Son interprétation au cordeau, oscillant entre fragilité et robustesse, insuffle une force de caractère à son personnage – riche en nuances – et l’on suit avec intérêt sa trajectoire, où la mère de famille disparaît pour faire renaître la femme libre qui sommeillait. Le tandem qu’elle forme avec Jude Law est explosif et leur saillies verbales – particulièrement dans le dernier quart d’heure du film – sont acerbes, pour notre plus grand plaisir. Cet éclatement de la cellule familiale transparaît également dans la mise en scène classieuse de Sean Durkin, qui privilégie l’établissement d’une atmosphère chaleureusement glauque, rendu possible par le choix du huis-clos et d’une bâtisse immense à l’architecture baroque. Ce lieu aide à l’instauration de la distance entre les différents membres avec un soin particulier porté à la photographie (très bon travail de la part de Mátyás Erdély) et au cadre – précis, millimétré – témoin de l’éloignement progressif de cette famille désunie.

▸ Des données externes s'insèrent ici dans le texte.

// This Source Code Form is subject to the terms of the Mozilla Public
// License, v. 2.0. If a copy of the MPL was not distributed with this
// file, You can obtain one at https://mozilla.org/MPL/2.0/.

//! The outgoing directed edges of a node, in counter-clockwise order.
//!
//! Directed edges live in the graph's arena; the star only holds keys. Every
//! operation therefore borrows the arena alongside the star, which lets the
//! graph hand out its node map and its edge arenas as disjoint borrows.

use std::cmp::Ordering;

use geo_lite_core::{Coordinate, Geometry, Location};
use slotmap::SlotMap;
use tracing::trace;

use crate::directed_edge::DirectedEdge;
use crate::edge::Edge;
use crate::edge_end_star::compute_star_labelling;
use crate::error::{Error, Result};
use crate::keys::{DirEdgeKey, EdgeKey, RingKey};
use crate::label::Label;

pub type DirEdgeArena = SlotMap<DirEdgeKey, DirectedEdge>;
pub type EdgeArena = SlotMap<EdgeKey, Edge>;

#[derive(Debug, Clone, Default)]
pub struct DirectedEdgeStar {
    ends: Vec<DirEdgeKey>,
    /// Summary of the incident edge labels: interior for every geometry the
    /// node lies on a line or boundary of.
    pub label: Label,
}

impl DirectedEdgeStar {
    /// Inserts an outgoing edge keeping the star sorted.
    pub fn insert(&mut self, key: DirEdgeKey, dir_edges: &DirEdgeArena) {
        let end = &dir_edges[key].end;
        let pos = self
            .ends
            .partition_point(|k| dir_edges[*k].end.compare_direction_then_length(end) != Ordering::Greater);
        self.ends.insert(pos, key);
    }

    pub fn edges(&self) -> &[DirEdgeKey] {
        &self.ends
    }

    pub fn degree(&self) -> usize {
        self.ends.len()
    }

    /// Completes the directed edge labels and derives the star label.
    pub fn compute_labelling(
        &mut self,
        dir_edges: &mut DirEdgeArena,
        edges: &EdgeArena,
        coord: Coordinate,
        args: [&Geometry; 2],
    ) -> Result<()> {
        let mut labels: Vec<Label> = self.ends.iter().map(|k| *dir_edges[*k].label()).collect();
        compute_star_labelling(&mut labels, coord, args)?;
        for (key, label) in self.ends.iter().zip(labels) {
            *dir_edges[*key].label_mut() = label;
        }

        let mut star_label = Label::new_line(None);
        for key in &self.ends {
            let edge_label = &edges[dir_edges[*key].edge].label;
            for i in 0..2 {
                if matches!(edge_label.location_on(i), Some(Location::Interior | Location::Boundary)) {
                    star_label.set_location_on(i, Some(Location::Interior));
                }
            }
        }
        self.label = star_label;
        Ok(())
    }

    /// Merges each edge's label with that of its opposite direction.
    pub fn merge_sym_labels(&self, dir_edges: &mut DirEdgeArena) {
        for key in &self.ends {
            let sym_label = *dir_edges[dir_edges[*key].sym].label();
            dir_edges[*key].label_mut().merge(&sym_label);
        }
    }

    /// Fills unknown edge locations from the node label.
    pub fn update_labelling(&self, dir_edges: &mut DirEdgeArena, node_label: &Label) {
        for key in &self.ends {
            let label = dir_edges[*key].label_mut();
            label.set_all_locations_if_null(0, node_label.location_on(0));
            label.set_all_locations_if_null(1, node_label.location_on(1));
        }
    }

    /// Edges bounding a result area in either direction.
    pub fn result_area_edges(&self, dir_edges: &DirEdgeArena) -> Vec<DirEdgeKey> {
        self.ends
            .iter()
            .copied()
            .filter(|k| dir_edges[*k].in_result || dir_edges[dir_edges[*k].sym].in_result)
            .collect()
    }

    /// Links every incoming result edge to the next outgoing result edge
    /// counter-clockwise, forming maximal rings.
    pub fn link_result_directed_edges(&self, dir_edges: &mut DirEdgeArena, coord: Coordinate) -> Result<()> {
        let result_edges = self.result_area_edges(dir_edges);
        let mut first_out = None;
        let mut incoming: Option<DirEdgeKey> = None;

        for &next_out in &result_edges {
            if !dir_edges[next_out].label().is_area() {
                continue;
            }
            let next_in = dir_edges[next_out].sym;
            if first_out.is_none() && dir_edges[next_out].in_result {
                first_out = Some(next_out);
            }
            match incoming {
                None => {
                    if dir_edges[next_in].in_result {
                        incoming = Some(next_in);
                    }
                }
                Some(inc) => {
                    if dir_edges[next_out].in_result {
                        dir_edges[inc].next = Some(next_out);
                        incoming = None;
                    }
                }
            }
        }

        if let Some(inc) = incoming {
            let Some(first) = first_out else {
                return Err(Error::topology("no outgoing directed edge found", Some(coord)));
            };
            dir_edges[inc].next = Some(first);
        }
        trace!(x = coord.x, y = coord.y, edges = result_edges.len(), "linked result edges at node");
        Ok(())
    }

    /// Links the edges of one maximal ring into minimal rings by turning
    /// clockwise at each node.
    pub fn link_minimal_directed_edges(
        &self,
        dir_edges: &mut DirEdgeArena,
        ring: RingKey,
        coord: Coordinate,
    ) -> Result<()> {
        let result_edges = self.result_area_edges(dir_edges);
        let mut first_out = None;
        let mut incoming: Option<DirEdgeKey> = None;

        for &next_out in result_edges.iter().rev() {
            let next_in = dir_edges[next_out].sym;
            if first_out.is_none() && dir_edges[next_out].edge_ring == Some(ring) {
                first_out = Some(next_out);
            }
            match incoming {
                None => {
                    if dir_edges[next_in].edge_ring == Some(ring) {
                        incoming = Some(next_in);
                    }
                }
                Some(inc) => {
                    if dir_edges[next_out].edge_ring == Some(ring) {
                        dir_edges[inc].next_min = Some(next_out);
                        incoming = None;
                    }
                }
            }
        }

        if let Some(inc) = incoming {
            let Some(first) = first_out else {
                return Err(Error::topology("found no outgoing edge for minimal ring", Some(coord)));
            };
            dir_edges[inc].next_min = Some(first);
        }
        Ok(())
    }

    /// Number of outgoing edges belonging to `ring`.
    pub fn outgoing_degree(&self, dir_edges: &DirEdgeArena, ring: RingKey) -> usize {
        self.ends.iter().filter(|k| dir_edges[**k].edge_ring == Some(ring)).count()
    }

    /// Marks line edges at this node as covered when they run through the
    /// interior of the result area.
    pub fn find_covered_line_edges(&self, dir_edges: &DirEdgeArena, edges: &mut EdgeArena) {
        let mut start_loc = None;
        for key in &self.ends {
            let de = &dir_edges[*key];
            if de.is_line_edge() {
                continue;
            }
            if de.in_result {
                start_loc = Some(Location::Interior);
                break;
            }
            if dir_edges[de.sym].in_result {
                start_loc = Some(Location::Exterior);
                break;
            }
        }
        let Some(mut curr_loc) = start_loc else {
            return;
        };

        for key in &self.ends {
            let de = &dir_edges[*key];
            if de.is_line_edge() {
                edges[de.edge].set_covered(curr_loc == Location::Interior);
            } else {
                if de.in_result {
                    curr_loc = Location::Exterior;
                }
                if dir_edges[de.sym].in_result {
                    curr_loc = Location::Interior;
                }
            }
        }
    }
}
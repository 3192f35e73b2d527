// This Source Code Form is subject to the terms of the Mozilla Public
// License, v. 2.0. If a copy of the MPL was not distributed with this
// file, You can obtain one at https://mozilla.org/MPL/2.0/.

//! Axis-aligned bounding rectangles.

use crate::coord::Coordinate;

/// An axis-aligned rectangle, possibly null (covering nothing).
#[derive(Debug, Clone, Copy, PartialEq)]
#[cfg_attr(feature = "serde", derive(serde::Serialize, serde::Deserialize))]
pub struct Envelope {
    pub min_x: f64,
    pub max_x: f64,
    pub min_y: f64,
    pub max_y: f64,
}

impl Envelope {
    /// The null envelope. It intersects and covers nothing.
    pub const fn null() -> Self {
        Self {
            min_x: 0.0,
            max_x: -1.0,
            min_y: 0.0,
            max_y: -1.0,
        }
    }

    /// Envelope spanning two corner points in any order.
    pub fn new(p: Coordinate, q: Coordinate) -> Self {
        Self {
            min_x: p.x.min(q.x),
            max_x: p.x.max(q.x),
            min_y: p.y.min(q.y),
            max_y: p.y.max(q.y),
        }
    }

    /// Envelope of a single segment.
    pub fn of_segment(p1: &Coordinate, p2: &Coordinate) -> Self {
        Self::new(*p1, *p2)
    }

    /// Smallest envelope containing all coordinates.
    pub fn from_coords<'a, I>(coords: I) -> Self
    where
        I: IntoIterator<Item = &'a Coordinate>,
    {
        let mut env = Self::null();
        for c in coords {
            env.expand_to_include(c);
        }
        env
    }

    pub fn is_null(&self) -> bool {
        self.max_x < self.min_x
    }

    pub fn width(&self) -> f64 {
        if self.is_null() {
            0.0
        } else {
            self.max_x - self.min_x
        }
    }

    pub fn height(&self) -> f64 {
        if self.is_null() {
            0.0
        } else {
            self.max_y - self.min_y
        }
    }

    pub fn area(&self) -> f64 {
        self.width() * self.height()
    }

    /// Grows the envelope to include a coordinate.
    pub fn expand_to_include(&mut self, c: &Coordinate) {
        if self.is_null() {
            self.min_x = c.x;
            self.max_x = c.x;
            self.min_y = c.y;
            self.max_y = c.y;
            return;
        }
        self.min_x = self.min_x.min(c.x);
        self.max_x = self.max_x.max(c.x);
        self.min_y = self.min_y.min(c.y);
        self.max_y = self.max_y.max(c.y);
    }

    /// Grows the envelope to include another envelope.
    pub fn expand_to_include_envelope(&mut self, other: &Envelope) {
        if other.is_null() {
            return;
        }
        if self.is_null() {
            *self = *other;
            return;
        }
        self.min_x = self.min_x.min(other.min_x);
        self.max_x = self.max_x.max(other.max_x);
        self.min_y = self.min_y.min(other.min_y);
        self.max_y = self.max_y.max(other.max_y);
    }

    pub fn intersects(&self, other: &Envelope) -> bool {
        if self.is_null() || other.is_null() {
            return false;
        }
        !(other.min_x > self.max_x
            || other.max_x < self.min_x
            || other.min_y > self.max_y
            || other.max_y < self.min_y)
    }

    pub fn intersects_coord(&self, c: &Coordinate) -> bool {
        !self.is_null()
            && c.x >= self.min_x
            && c.x <= self.max_x
            && c.y >= self.min_y
            && c.y <= self.max_y
    }

    /// `true` if `other` lies entirely within this envelope (boundary included).
    pub fn covers(&self, other: &Envelope) -> bool {
        if self.is_null() || other.is_null() {
            return false;
        }
        other.min_x >= self.min_x
            && other.max_x <= self.max_x
            && other.min_y >= self.min_y
            && other.max_y <= self.max_y
    }

    pub fn covers_coord(&self, c: &Coordinate) -> bool {
        self.intersects_coord(c)
    }

    /// Overlap of two envelopes; null when they are disjoint.
    pub fn intersection(&self, other: &Envelope) -> Envelope {
        if !self.intersects(other) {
            return Envelope::null();
        }
        Envelope {
            min_x: self.min_x.max(other.min_x),
            max_x: self.max_x.min(other.max_x),
            min_y: self.min_y.max(other.min_y),
            max_y: self.max_y.min(other.max_y),
        }
    }

    /// Tests whether `q` lies in the envelope of segment `p1`-`p2`.
    #[inline]
    pub fn segment_intersects_point(p1: &Coordinate, p2: &Coordinate, q: &Coordinate) -> bool {
        q.x >= p1.x.min(p2.x) && q.x <= p1.x.max(p2.x) && q.y >= p1.y.min(p2.y) && q.y <= p1.y.max(p2.y)
    }

    /// Tests whether the envelopes of segments `p1`-`p2` and `q1`-`q2` overlap.
    #[inline]
    pub fn segments_intersect(p1: &Coordinate, p2: &Coordinate, q1: &Coordinate, q2: &Coordinate) -> bool {
        let min_q = q1.x.min(q2.x);
        let max_q = q1.x.max(q2.x);
        let min_p = p1.x.min(p2.x);
        let max_p = p1.x.max(p2.x);
        if min_p > max_q || max_p < min_q {
            return false;
        }
        let min_q = q1.y.min(q2.y);
        let max_q = q1.y.max(q2.y);
        let min_p = p1.y.min(p2.y);
        let max_p = p1.y.max(p2.y);
        !(min_p > max_q || max_p < min_q)
    }
}

impl Default for Envelope {
    fn default() -> Self {
        Self::null()
    }
}

#[cfg(test)]
mod tests {
    use super::*;

    fn env(x0: f64, y0: f64, x1: f64, y1: f64) -> Envelope {
        Envelope::new(Coordinate::new(x0, y0), Coordinate::new(x1, y1))
    }

    #[test]
    fn null_envelope_is_inert() {
        let null = Envelope::null();
        assert!(null.is_null());
        assert!(!null.intersects(&env(0.0, 0.0, 1.0, 1.0)));
        assert!(!null.intersects_coord(&Coordinate::new(0.0, 0.0)));
        assert_eq!(null.area(), 0.0);
    }

    #[test]
    fn expand_from_null() {
        let mut e = Envelope::null();
        e.expand_to_include(&Coordinate::new(2.0, 3.0));
        e.expand_to_include(&Coordinate::new(-1.0, 5.0));
        assert_eq!(e, env(-1.0, 3.0, 2.0, 5.0));
    }

    #[test]
    fn intersection_of_overlapping() {
        let a = env(0.0, 0.0, 2.0, 2.0);
        let b = env(1.0, 1.0, 3.0, 3.0);
        assert_eq!(a.intersection(&b), env(1.0, 1.0, 2.0, 2.0));
        assert!(a.intersection(&env(5.0, 5.0, 6.0, 6.0)).is_null());
    }

    #[test]
    fn touching_envelopes_intersect() {
        let a = env(0.0, 0.0, 1.0, 1.0);
        let b = env(1.0, 0.0, 2.0, 1.0);
        assert!(a.intersects(&b));
        assert!(!a.covers(&b));
        assert!(env(0.0, 0.0, 5.0, 5.0).covers(&a));
    }

    #[test]
    fn segment_envelope_tests() {
        let p1 = Coordinate::new(0.0, 0.0);
        let p2 = Coordinate::new(2.0, 2.0);
        assert!(Envelope::segment_intersects_point(&p1, &p2, &Coordinate::new(1.0, 0.5)));
        assert!(!Envelope::segment_intersects_point(&p1, &p2, &Coordinate::new(3.0, 0.5)));
        assert!(Envelope::segments_intersect(
            &p1,
            &p2,
            &Coordinate::new(2.0, 0.0),
            &Coordinate::new(0.0, 2.0)
        ));
        assert!(!Envelope::segments_intersect(
            &p1,
            &p2,
            &Coordinate::new(3.0, 0.0),
            &Coordinate::new(4.0, 2.0)
        ));
    }
}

Avec The Nest, Sean Durkin effectue un retour remarqué dans l’univers du septième art en signant une fable familiale féroce nous montrant les ravages d’un système sur la bonne santé du noyau familial, une critique du capitalisme qui vaut le coup d’œil grâce à une réalisation exigeante et une direction d’acteurs solide. Si la forme employée pourra en décontenancer certains, dans son ensemble ce drame est convaincant., particulièrement grâce à l’abattage du duo Jude Law/Carrie Coon.